NOTE:  The speaker in the videos for both the lectures and labs has a great English accent, but every once in a while he slips up and has to repeat a line. This occurred more than once during the course and instead of editing out the “oops” he just continues on. This is not a great deal, but to catch it was fun.  In some of the modules the audio sounded tinny and a little echoey.


This section covers some of the details of the lecture, quizzes and lab for each module.  Again due to possible copyright issues, screenshot of the videos will be limited.  The lecture videos range from 15:53 to 28:19 minutes long.  Along with the video, the slides are available to view with additional comments under each topic.  A notepad is available to bookmark interesting slides and add viewer comments.

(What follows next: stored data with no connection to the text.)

//! Integration tests for the inspection endpoints.
//!
//! Most tests drive the axum `Router` directly via `tower::ServiceExt`
//! without starting a TCP server. One test spawns the real server on an
//! ephemeral port.

#![allow(clippy::unwrap_used, clippy::panic)]

use std::io;
use std::sync::Arc;

use axum::body::Body;
use axum::http::{Request, StatusCode};
use axum::Router;
use peephole_core::{impl_inspect_struct, Guarded, Inspect, RenderError, RequestContext, Summarizer};
use peephole_server::{build_router, spawn_inspector, Mount, ServerConfig};
use tokio::io::{AsyncReadExt, AsyncWriteExt};
use tower::ServiceExt;

struct Bar {
    baz: i64,
    boo: String,
}

impl_inspect_struct!(Bar { baz, boo });

/// Fails whenever it is asked for a summary.
struct Broken;

impl_inspect_struct!(Broken {}, with: [summarizer]);

impl Summarizer for Broken {
    fn summary(
        &self,
        _prefix: &str,
        _ctx: &RequestContext,
        _out: &mut dyn io::Write,
    ) -> Result<(), RenderError> {
        Err(RenderError::capability("broken summary"))
    }
}

/// Panics whenever it is asked for a summary.
struct Exploding;

impl_inspect_struct!(Exploding {}, with: [summarizer]);

impl Summarizer for Exploding {
    fn summary(
        &self,
        _prefix: &str,
        _ctx: &RequestContext,
        _out: &mut dyn io::Write,
    ) -> Result<(), RenderError> {
        panic!("summary exploded");
    }
}

struct Foo {
    jar: String,
    ints: Vec<i64>,
    bar: Option<Box<Bar>>,
    nothing: Option<Box<Bar>>,
    counters: Guarded<Vec<u64>>,
}

impl_inspect_struct!(Foo { jar, ints, bar, nothing, counters });

struct Faulty {
    broken: Broken,
    exploding: Vec<Exploding>,
}

impl_inspect_struct!(Faulty { broken, exploding });

fn foo() -> Arc<Foo> {
    Arc::new(Foo {
        jar: String::from("jar <of> things"),
        ints: vec![10, 20, 30],
        bar: Some(Box::new(Bar {
            baz: 7,
            boo: String::from("boo"),
        })),
        nothing: None,
        counters: Guarded::new(vec![1, 2]),
    })
}

fn router_for(root: Arc<dyn Inspect + Send + Sync>) -> Router {
    build_router(vec![Mount::new("/oop/", root).unwrap()], true).unwrap()
}

async fn get(router: Router, uri: &str) -> (StatusCode, String) {
    let response = router
        .oneshot(Request::get(uri).body(Body::empty()).unwrap())
        .await
        .unwrap();
    let status = response.status();
    let bytes = axum::body::to_bytes(response.into_body(), usize::MAX)
        .await
        .unwrap();
    (status, String::from_utf8(bytes.to_vec()).unwrap())
}

#[tokio::test]
async fn root_renders_struct_view() {
    let (status, body) = get(router_for(foo()), "/oop/").await;
    assert_eq!(status, StatusCode::OK);
    assert!(body.contains("struct Foo {"));
    assert!(body.contains(r#"<a href="/oop/ints">[10, 20, 30]</a>"#));
    assert!(body.contains("&quot;jar &lt;of&gt; things&quot;"));
}

#[tokio::test]
async fn html_content_type() {
    let response = router_for(foo())
        .oneshot(Request::get("/oop/").body(Body::empty()).unwrap())
        .await
        .unwrap();
    let content_type = response.headers().get("content-type").unwrap();
    assert!(content_type.to_str().unwrap().starts_with("text/html"));
}

#[tokio::test]
async fn path_descends_through_pointers() {
    let (status, body) = get(router_for(foo()), "/oop/bar/baz").await;
    assert_eq!(status, StatusCode::OK);
    assert!(body.contains("<p>7 i64</p>"));
}

#[tokio::test]
async fn collection_index() {
    let (status, body) = get(router_for(foo()), "/oop/ints/2").await;
    assert_eq!(status, StatusCode::OK);
    assert!(body.contains("<p>30 i64</p>"));
}

#[tokio::test]
async fn empty_segments_are_ignored() {
    let (_, direct) = get(router_for(foo()), "/oop/bar/baz").await;
    let (status, doubled) = get(router_for(foo()), "/oop/bar//baz/").await;
    assert_eq!(status, StatusCode::OK);
    assert_eq!(direct, doubled);
}

#[tokio::test]
async fn nil_pointer_renders_marker() {
    let (status, body) = get(router_for(foo()), "/oop/nothing/baz").await;
    assert_eq!(status, StatusCode::OK);
    assert_eq!(body, peephole_core::NIL_MARKER);
}

#[tokio::test]
async fn guarded_state_is_live() {
    let root = foo();
    let router = router_for(Arc::clone(&root) as Arc<dyn Inspect + Send + Sync>);

    let (_, before) = get(router.clone(), "/oop/counters").await;
    assert!(before.contains("(2 elements)"));

    root.counters.write().unwrap().push(3);
    let (_, after) = get(router, "/oop/counters").await;
    assert!(after.contains("(3 elements)"));
}

#[tokio::test]
async fn unknown_field_is_a_500_with_reason() {
    let (status, body) = get(router_for(foo()), "/oop/missing").await;
    assert_eq!(status, StatusCode::INTERNAL_SERVER_ERROR);
    assert!(body.contains("no field `missing` in `Foo`"));
}

#[tokio::test]
async fn bad_index_is_a_500() {
    let (status, body) = get(router_for(foo()), "/oop/ints/x").await;
    assert_eq!(status, StatusCode::INTERNAL_SERVER_ERROR);
    assert!(body.contains("expected a non-negative integer index"));

    let (status, body) = get(router_for(foo()), "/oop/ints/3").await;
    assert_eq!(status, StatusCode::INTERNAL_SERVER_ERROR);
    assert!(body.contains("contains only 3 elements"));
}

#[tokio::test]
async fn capability_failure_is_a_500() {
    let faulty = Arc::new(Faulty {
        broken: Broken,
        exploding: Vec::new(),
    });
    let (status, body) = get(router_for(faulty), "/oop/").await;
    assert_eq!(status, StatusCode::INTERNAL_SERVER_ERROR);
    assert!(body.contains("broken summary"));
}

#[tokio::test]
async fn panicking_capability_fails_only_its_request() {
    let faulty = Arc::new(Faulty {
        broken: Broken,
        exploding: vec![Exploding],
    });
    let router = router_for(faulty);

    let (status, body) = get(router.clone(), "/oop/exploding").await;
    assert_eq!(status, StatusCode::INTERNAL_SERVER_ERROR);
    assert!(body.starts_with("render task failed"));

    let (status, _) = get(router, "/oop/broken").await;
    assert_eq!(status, StatusCode::OK);
}

#[tokio::test]
async fn unmounted_paths_are_not_found() {
    let (status, _) = get(router_for(foo()), "/elsewhere/").await;
    assert_eq!(status, StatusCode::NOT_FOUND);
}

#[tokio::test]
async fn several_mounts_are_served() {
    let ints: Arc<dyn Inspect + Send + Sync> = Arc::new(vec![5_i64]);
    let router = build_router(
        vec![
            Mount::new("/foo/", foo()).unwrap(),
            Mount::new("/ints/", ints).unwrap(),
        ],
        false,
    )
    .unwrap();

    let (status, body) = get(router.clone(), "/ints/0").await;
    assert_eq!(status, StatusCode::OK);
    assert!(body.contains("<p>5 i64</p>"));

    let (status, body) = get(router, "/foo/bar").await;
    assert_eq!(status, StatusCode::OK);
    assert!(body.contains(r#"<a href="/foo/bar/baz">7</a>"#));
}

#[tokio::test]
async fn spawned_server_answers_over_tcp() {
    let config = ServerConfig {
        host: String::from("127.0.0.1"),
        port: 0,
        verbose: false,
    };
    let mount = Mount::new("/oop/", foo()).unwrap();
    let (addr, handle) = spawn_inspector(&config, vec![mount]).await.unwrap();

    let mut stream = tokio::net::TcpStream::connect(addr).await.unwrap();
    stream
        .write_all(b"GET /oop/ints/1 HTTP/1.1\r\nHost: localhost\r\nConnection: close\r\n\r\n")
        .await
        .unwrap();
    let mut response = String::new();
    stream.read_to_string(&mut response).await.unwrap();

    assert!(response.starts_with("HTTP/1.1 200 OK"));
    assert!(response.contains("<p>20 i64</p>"));

    handle.abort();
}
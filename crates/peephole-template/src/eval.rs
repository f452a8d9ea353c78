//! Evaluation of a parsed action against a root value and a funcmap.

use std::io::{self, Write};

use peephole_types::{
    literal, EscapingWriter, Inspect, RenderError, Shape, TemplateEvalError,
};

use crate::ast::ActionNode;
use crate::funcmap::Funcmap;

/// Evaluate `node` and write its result to `out`.
///
/// A function reference invokes the named callable. A dot-chain resolves
/// to a value: if that value exposes [`Render`](peephole_types::Render)
/// it is invoked, otherwise its text is written HTML-escaped. Scalars are
/// written with their `Display` form, nil pointers as `nil`, and other
/// composites with their literal representation.
///
/// # Errors
///
/// Returns [`TemplateEvalError`] when a name or field cannot be resolved,
/// and propagates errors from invoked callables and from `out`.
pub fn evaluate(
    node: &ActionNode,
    root: &dyn Inspect,
    funcs: &Funcmap<'_>,
    out: &mut dyn io::Write,
) -> Result<(), RenderError> {
    match node {
        ActionNode::FunctionRef(name) => {
            let func = funcs
                .get(name)
                .ok_or_else(|| TemplateEvalError::UnknownFunction { name: name.clone() })?;
            func.render(out)
        }
        ActionNode::FieldChain { base, field } => {
            let value = resolve(base.as_deref(), field, root)?;
            write_value(value, out)
        }
    }
}

/// Resolve the value a dot-chain ending in `field` refers to.
///
/// # Errors
///
/// Returns [`TemplateEvalError::InvalidFieldAccess`] when a step is
/// applied to a non-struct value and [`TemplateEvalError::UnknownField`]
/// when a struct lacks the named field.
pub fn resolve<'v>(
    base: Option<&ActionNode>,
    field: &str,
    root: &'v dyn Inspect,
) -> Result<&'v dyn Inspect, TemplateEvalError> {
    let current = match base {
        None => root,
        Some(ActionNode::FieldChain { base, field }) => resolve(base.as_deref(), field, root)?,
        Some(ActionNode::FunctionRef(name)) => {
            return Err(TemplateEvalError::InvalidFieldAccess {
                field: field.to_owned(),
                type_name: format!("fn {name}"),
            });
        }
    };
    field_of(current, field)
}

/// Take `field` from `value`, looking through pointers.
fn field_of<'v>(
    mut value: &'v dyn Inspect,
    field: &str,
) -> Result<&'v dyn Inspect, TemplateEvalError> {
    loop {
        match value.shape() {
            Shape::Pointer(Some(target)) => value = target,
            Shape::Struct(fields) => {
                return fields
                    .into_iter()
                    .find(|candidate| candidate.name == field)
                    .map(|found| found.value)
                    .ok_or_else(|| TemplateEvalError::UnknownField {
                        field: field.to_owned(),
                        type_name: value.type_name(),
                    });
            }
            Shape::Pointer(None) | Shape::Collection(_) | Shape::Scalar(_) => {
                return Err(TemplateEvalError::InvalidFieldAccess {
                    field: field.to_owned(),
                    type_name: value.type_name(),
                });
            }
        }
    }
}

fn write_value(mut value: &dyn Inspect, out: &mut dyn io::Write) -> Result<(), RenderError> {
    loop {
        if let Some(render) = value.as_render() {
            return render.render(out);
        }
        let mut escaped = EscapingWriter::new(&mut *out);
        match value.shape() {
            Shape::Pointer(Some(target)) => value = target,
            Shape::Pointer(None) => {
                escaped.write_all(b"nil")?;
                return Ok(());
            }
            Shape::Scalar(scalar) => {
                write!(escaped, "{scalar}")?;
                return Ok(());
            }
            Shape::Struct(_) | Shape::Collection(_) => {
                escaped.write_all(literal(value).as_bytes())?;
                return Ok(());
            }
        }
    }
}
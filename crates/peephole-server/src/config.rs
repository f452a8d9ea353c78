//! Server configuration loaded from environment variables.

/// Errors raised while reading configuration.
#[derive(Debug, Clone, PartialEq, Eq, thiserror::Error)]
pub enum ConfigError {
    /// A variable is set but cannot be parsed.
    #[error("invalid {name}={value:?}: {reason}")]
    Invalid {
        /// Name of the environment variable.
        name: &'static str,
        /// The raw value.
        value: String,
        /// Why it was rejected.
        reason: String,
    },
}

/// Listener address and logging options for the inspection server.
#[derive(Debug, Clone, PartialEq, Eq)]
pub struct ServerConfig {
    /// The host address to bind to (e.g. `0.0.0.0`).
    pub host: String,
    /// The TCP port to listen on.
    pub port: u16,
    /// Whether traversal hops are logged at `debug` for every request.
    pub verbose: bool,
}

impl Default for ServerConfig {
    fn default() -> Self {
        Self {
            host: String::from("0.0.0.0"),
            port: 8083,
            verbose: false,
        }
    }
}

impl ServerConfig {
    /// Load configuration from environment variables.
    ///
    /// Optional variables:
    /// - `PEEPHOLE_HOST` -- bind address (default `0.0.0.0`)
    /// - `PEEPHOLE_PORT` -- TCP port (default `8083`)
    /// - `PEEPHOLE_VERBOSE` -- log every traversal hop (default `false`)
    pub fn from_env() -> Result<Self, ConfigError> {
        Self::from_lookup(|name| std::env::var(name).ok())
    }

    /// Load configuration through `lookup`, which maps a variable name to
    /// its value if set.
    pub fn from_lookup(lookup: impl Fn(&str) -> Option<String>) -> Result<Self, ConfigError> {
        let defaults = Self::default();

        let host = lookup("PEEPHOLE_HOST").unwrap_or(defaults.host);

        let port = lookup("PEEPHOLE_PORT")
            .map(|value| {
                value.trim().parse::<u16>().map_err(|e| ConfigError::Invalid {
                    name: "PEEPHOLE_PORT",
                    reason: e.to_string(),
                    value,
                })
            })
            .transpose()?
            .unwrap_or(defaults.port);

        let verbose = lookup("PEEPHOLE_VERBOSE")
            .map(|value| {
                parse_flag(&value).ok_or_else(|| ConfigError::Invalid {
                    name: "PEEPHOLE_VERBOSE",
                    reason: String::from("expected true/false, 1/0, or yes/no"),
                    value,
                })
            })
            .transpose()?
            .unwrap_or(defaults.verbose);

        Ok(Self {
            host,
            port,
            verbose,
        })
    }

    /// The `host:port` string the listener binds to.
    pub fn bind_address(&self) -> String {
        format!("{}:{}", self.host, self.port)
    }
}

fn parse_flag(value: &str) -> Option<bool> {
    match value.trim().to_ascii_lowercase().as_str() {
        "true" | "1" | "yes" | "on" => Some(true),
        "false" | "0" | "no" | "off" | "" => Some(false),
        _ => None,
    }
}
//! The sample object graph served by the demo.

use std::collections::VecDeque;
use std::io;
use std::sync::Arc;
use std::time::Duration;

use peephole_core::{
    impl_inspect_struct, next_path, subpath, summary, Funcmap, Guarded, Inspect, Inspector,
    RenderError, RequestContext, Summarizer, Template,
};
use tracing::warn;

/// Number of recent tick values kept in [`Counters::recent`].
const RECENT_TICKS: usize = 8;

const FOO_TEMPLATE: &str = r"
<div>
<p>struct Foo ({{ .quux }}) {</p>
<p>&nbsp;jar i64 : {{ jar }}</p>
<p>&nbsp;baz i64 : {{ baz }}</p>
<p>&nbsp;quux String : {{ quux }}</p>
<p>&nbsp;ints Vec&lt;i64&gt; : {{ ints }}</p>
<p>&nbsp;things [thing] : {{ things }}</p>
<p>&nbsp;bar Option&lt;Bar&gt; : {{ bar }}</p>
<p>&nbsp;toot Option&lt;thing&gt; : {{ toot }}</p>
<p>&nbsp;counters Guarded&lt;Counters&gt; : {{ counters }}</p>
<p>}</p>
</div>
";

/// Anything that can sit in a heterogeneous slot of the graph.
pub type Thing = Box<dyn Inspect + Send + Sync>;

/// The root of the demo graph. Renders its own top-level view.
#[derive(Default)]
pub struct Foo {
    pub jar: i64,
    pub baz: i64,
    /// Shown in the heading of the custom view.
    pub quux: String,
    pub bar: Option<Box<Bar>>,
    pub ints: Vec<i64>,
    /// Mixed values: another `Foo`, a `Doot`, and plain integers.
    pub things: Vec<Thing>,
    pub toot: Option<Thing>,
    /// Bumped by [`run_ticker`].
    pub counters: Guarded<Counters>,
}

impl_inspect_struct!(
    Foo { jar, baz, quux, bar, ints, things, toot, counters },
    with: [inspector]
);

impl Inspector for Foo {
    fn render(
        &self,
        prefix: &str,
        path: &[&str],
        ctx: &RequestContext,
        out: &mut dyn io::Write,
    ) -> Result<(), RenderError> {
        if !path.is_empty() {
            return next_path(self, prefix, path, ctx, out);
        }

        let jar_link = subpath(prefix, "jar");
        let baz_link = subpath(prefix, "baz");
        let quux_link = subpath(prefix, "quux");
        let ints_link = subpath(prefix, "ints");
        let bar_link = subpath(prefix, "bar");
        let toot_link = subpath(prefix, "toot");
        let counters_link = subpath(prefix, "counters");
        let things_link = subpath(prefix, "things");
        let thing_count = self.things.len();

        let funcs = Funcmap::new()
            .with("jar", summary(&self.jar, &jar_link, ctx))
            .with("baz", summary(&self.baz, &baz_link, ctx))
            .with("quux", summary(&self.quux, &quux_link, ctx))
            .with("ints", summary(&self.ints, &ints_link, ctx))
            .with("bar", summary(&self.bar, &bar_link, ctx))
            .with("toot", summary(&self.toot, &toot_link, ctx))
            .with("counters", summary(&self.counters, &counters_link, ctx))
            .with_fn("things", move |out| {
                write!(
                    out,
                    r#"<a href="{things_link}">[Just a bunch of things ({thing_count} items)]</a>"#
                )?;
                Ok(())
            });

        Template::parse(FOO_TEMPLATE).generate(out, self, &funcs)
    }
}

/// A plain struct with its own summary.
#[derive(Debug, Default)]
pub struct Bar {
    pub baz: i64,
    pub boo: String,
}

impl_inspect_struct!(Bar { baz, boo }, with: [summarizer]);

impl Summarizer for Bar {
    fn summary(
        &self,
        prefix: &str,
        _ctx: &RequestContext,
        out: &mut dyn io::Write,
    ) -> Result<(), RenderError> {
        write!(
            out,
            r#"<a href="{prefix}">[Hello, I'm a Bar and this is my custom summary!]</a>"#
        )?;
        Ok(())
    }
}

/// A plain struct rendered entirely by the default views.
#[derive(Debug, Default)]
pub struct Doot {
    pub x: i64,
    pub y: i64,
    pub z: i64,
}

impl_inspect_struct!(Doot { x, y, z });

/// Live state updated by [`run_ticker`] while the graph is being browsed.
#[derive(Debug, Default)]
pub struct Counters {
    pub ticks: u64,
    pub recent: VecDeque<u64>,
}

impl_inspect_struct!(Counters { ticks, recent });

impl Counters {
    /// Count one tick, keeping the last few tick numbers.
    pub fn record(&mut self) {
        self.ticks = self.ticks.saturating_add(1);
        self.recent.push_back(self.ticks);
        while self.recent.len() > RECENT_TICKS {
            self.recent.pop_front();
        }
    }
}

/// The graph served by the demo.
pub fn sample() -> Foo {
    Foo {
        quux: String::from("the demo root"),
        bar: Some(Box::default()),
        ints: vec![1, 2, 3, 4, 5, 6, 7],
        things: vec![
            Box::new(Foo::default()),
            Box::new(Doot::default()),
            Box::new(1_i64),
            Box::new(2_i64),
            Box::new(3_i64),
        ],
        toot: Some(Box::new(Doot { x: 1, y: 2, z: 3 })),
        ..Foo::default()
    }
}

/// Record a tick on `root`'s counters every `interval` until the lock is
/// poisoned or the task is aborted.
pub async fn run_ticker(root: Arc<Foo>, interval: Duration) {
    let mut ticker = tokio::time::interval(interval);
    loop {
        ticker.tick().await;
        let Ok(mut counters) = root.counters.write() else {
            warn!("counters lock poisoned, stopping ticker");
            return;
        };
        counters.record();
    }
}
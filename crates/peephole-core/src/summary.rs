//! Compact, linked rendering of a value inside a parent view.

use std::io::{self, Write};

use peephole_types::{literal, EscapingWriter, Inspect, Render, RenderError, RequestContext};

/// A deferred summary of one value, produced by [`summary`].
pub struct Summary<'a> {
    value: &'a dyn Inspect,
    prefix: &'a str,
    ctx: &'a RequestContext,
}

/// Summarize `value`, whose canonical path is `prefix`.
///
/// Nothing is written until the returned [`Summary`] is rendered. A value
/// with a [`Summarizer`](peephole_types::Summarizer) controls the whole
/// fragment; any other value becomes a link to `prefix` labelled with its
/// literal representation.
pub fn summary<'a>(
    value: &'a dyn Inspect,
    prefix: &'a str,
    ctx: &'a RequestContext,
) -> Summary<'a> {
    Summary { value, prefix, ctx }
}

impl Render for Summary<'_> {
    fn render(&self, out: &mut dyn io::Write) -> Result<(), RenderError> {
        if let Some(summarizer) = self.value.as_summarizer() {
            return summarizer.summary(self.prefix, self.ctx, out);
        }
        out.write_all(b"<a href=\"")?;
        EscapingWriter::new(&mut *out).write_all(self.prefix.as_bytes())?;
        out.write_all(b"\">")?;
        EscapingWriter::new(&mut *out).write_all(literal(self.value).as_bytes())?;
        out.write_all(b"</a>")?;
        Ok(())
    }
}
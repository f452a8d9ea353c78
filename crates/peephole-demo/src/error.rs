//! Error types for the demo binary.

/// Top-level error for the demo binary.
///
/// Each variant wraps a specific startup error, providing a single error
/// type that `main` can propagate with `?`.
#[derive(Debug, thiserror::Error)]
pub enum DemoError {
    /// Environment configuration is invalid.
    #[error("config error: {source}")]
    Config {
        /// The underlying config error.
        #[from]
        source: peephole_server::ConfigError,
    },

    /// The mount prefix is invalid.
    #[error("mount error: {source}")]
    Mount {
        /// The underlying mount error.
        #[from]
        source: peephole_server::MountError,
    },

    /// The server failed to start or stopped with an error.
    #[error("server error: {source}")]
    Server {
        /// The underlying server error.
        #[from]
        source: peephole_server::ServerError,
    },
}
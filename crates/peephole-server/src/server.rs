//! Inspection server lifecycle management.
//!
//! [`start_server`] binds to the configured address and serves the
//! mounted graphs until the process is terminated. [`bind`] and [`serve`]
//! split the two phases for callers that need to observe a bind failure
//! before handing the listener to a background task.

use std::net::SocketAddr;

use axum::Router;
use tokio::net::TcpListener;
use tracing::info;

use crate::config::ServerConfig;
use crate::mount::{Mount, MountError};
use crate::router::build_router;

/// Errors that can occur when starting or running the inspection server.
#[derive(Debug, thiserror::Error)]
pub enum ServerError {
    /// The mounts could not be combined into a router.
    #[error("mount error: {0}")]
    Mount(#[from] MountError),

    /// Failed to bind to the network address.
    #[error("bind error: {0}")]
    Bind(String),

    /// The server encountered a fatal error while serving.
    #[error("serve error: {0}")]
    Serve(String),
}

/// Start the inspection server and serve `mounts` until shutdown.
///
/// # Errors
///
/// Returns an error if the mounts overlap, the TCP listener cannot bind,
/// or the server encounters a fatal I/O error.
pub async fn start_server(config: &ServerConfig, mounts: Vec<Mount>) -> Result<(), ServerError> {
    let prefixes: Vec<String> = mounts.iter().map(|m| m.prefix().to_owned()).collect();
    let router = build_router(mounts, config.verbose)?;
    let listener = bind(config).await?;
    info!(?prefixes, "mounted object graphs");
    serve(listener, router).await
}

/// Bind a TCP listener on the configured address.
///
/// # Errors
///
/// Returns [`ServerError::Bind`] if the address is malformed or in use.
pub async fn bind(config: &ServerConfig) -> Result<TcpListener, ServerError> {
    let address = config.bind_address();
    let listener = TcpListener::bind(&address)
        .await
        .map_err(|e| ServerError::Bind(format!("bind failed on {address}: {e}")))?;
    let addr = local_addr(&listener)?;
    info!(%addr, "inspection server listening");
    Ok(listener)
}

/// Serve `router` on an already bound listener.
///
/// # Errors
///
/// Returns [`ServerError::Serve`] if serving fails.
pub async fn serve(listener: TcpListener, router: Router) -> Result<(), ServerError> {
    axum::serve(listener, router)
        .await
        .map_err(|e| ServerError::Serve(format!("serve error: {e}")))
}

/// The address a bound listener actually uses (resolves port `0`).
pub(crate) fn local_addr(listener: &TcpListener) -> Result<SocketAddr, ServerError> {
    listener
        .local_addr()
        .map_err(|e| ServerError::Bind(format!("no local address: {e}")))
}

The quizzes range from 3 to 17 questions and are straight forward.  If you miss a question(s), you can retry the exam.  After the first try, you can click to see all of the correct answers.  The lab videos range from 12:19 to 23:56 minutes long and normally accompanied by a couple of pages of instructions to supplement the videos.  Unfortunately, the program only allows you to print 2 pages at a time.


The labs are light with step by step instructions for coding.  It would be more useful if additional labs were included to reinforce the concepts. In addition, aside from the unintentional problems due to the updated hardware and software, it would have been useful to have example code with errors built it for testing our troubleshooting skills.


Module 0: Course Information

This module covers how to navigate the VitalSource course website.  Lecture Video: (4:03 minutes); No lab or quiz.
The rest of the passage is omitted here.